So advises Paige Bergman, a high school student who falls in love with housewife Fiona Gallagher in Jane Summer's lyrical debut novel, The Silk Road. Part dark comedy, part suburban epic, the book, set in the 1970s, hitches along with Paige as she explores her obsessions for fast cars, all things morose, and the search for one astonishing true love.

Lesbianism, self-mutilation, intergenerational relationships, adultery, madness--these are some of the topics you address. Not your typical coming-of-age novel. Were there any roadblocks in getting it published?

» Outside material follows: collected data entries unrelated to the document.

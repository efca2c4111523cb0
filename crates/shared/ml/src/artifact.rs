use crate::pipeline::MushroomPipeline;
use crate::preparer::FeaturePreparer;
use chrono::{DateTime, SecondsFormat, Utc};
use serde::{Deserialize, Serialize};

/// A fitted pipeline and the moment it was trained. Immutable once built.
#[derive(Debug, Clone, PartialEq, Serialize, Deserialize)]
pub struct TrainedArtifact {
    pub pipeline: MushroomPipeline,
    /// Preparation settings used at training time, replayed at inference.
    pub preparer: FeaturePreparer,
    pub trained_at: DateTime<Utc>,
}

impl TrainedArtifact {
    /// RFC 3339 rendering of [`Self::trained_at`].
    #[must_use]
    pub fn trained_at_rfc3339(&self) -> String {
        self.trained_at.to_rfc3339_opts(SecondsFormat::Micros, true)
    }
}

When my agent began shopping The Silk Road around, many of my straight friends told me to be careful not to become ghettoized. They were warning me against going with a gay and lesbian publisher. Yeah, I agreed, I didn't want the book on some dusty shelf next to The Well of Loneliness. But more importantly, I didn't want the book to be pegged as a lesbian novel, because it would immediately limit my audience. Why should any serious novel be relegated to the gay and lesbian section of Barnes and Noble because some of the characters are gay? Is To the Lighthouse filed in Women's Studies? Invisible Man in African-American Studies? Mainstream publishers turned my agent and me down, most of them saying they liked the book but felt it had a limited audience. "Don't become ghettoized." As if I'd had the choice. But actually this experience turned me around. I get a big kick from the idea of my friends, colleagues, and family having to trek over to the Gay and Lesbian Studies section to find the novel. And I feel even more strongly about supporting the gay community in all spheres.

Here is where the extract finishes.